[Stored data]

[Start of section]

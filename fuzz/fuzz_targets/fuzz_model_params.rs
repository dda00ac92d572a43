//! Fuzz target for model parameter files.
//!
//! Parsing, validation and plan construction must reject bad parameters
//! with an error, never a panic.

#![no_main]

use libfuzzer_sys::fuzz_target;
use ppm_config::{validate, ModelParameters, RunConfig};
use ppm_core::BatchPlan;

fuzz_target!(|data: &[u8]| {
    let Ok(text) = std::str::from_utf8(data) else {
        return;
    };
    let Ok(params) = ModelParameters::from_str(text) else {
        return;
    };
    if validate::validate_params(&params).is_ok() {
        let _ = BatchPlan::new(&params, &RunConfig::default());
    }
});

[End of section]

**What the task asks**
Output each entry exactly as written, leaving none out.

**Output**
filename fuzz/fuzz_targets/fuzz_model_params.rs
repository dda00ac92d572a43
//! Fuzz target for model parameter files.
//!
//! Parsing, validation and plan construction must reject bad parameters
//! with an error, never a panic.

#![no_main]

use libfuzzer_sys::fuzz_target;
use ppm_config::{validate, ModelParameters, RunConfig};
use ppm_core::BatchPlan;

fuzz_target!(|data: &[u8]| {
    let Ok(text) = std::str::from_utf8(data) else {
        return;
    };
    let Ok(params) = ModelParameters::from_str(text) else {
        return;
    };
    if validate::validate_params(&params).is_ok() {
        let _ = BatchPlan::new(&params, &RunConfig::default());
    }
});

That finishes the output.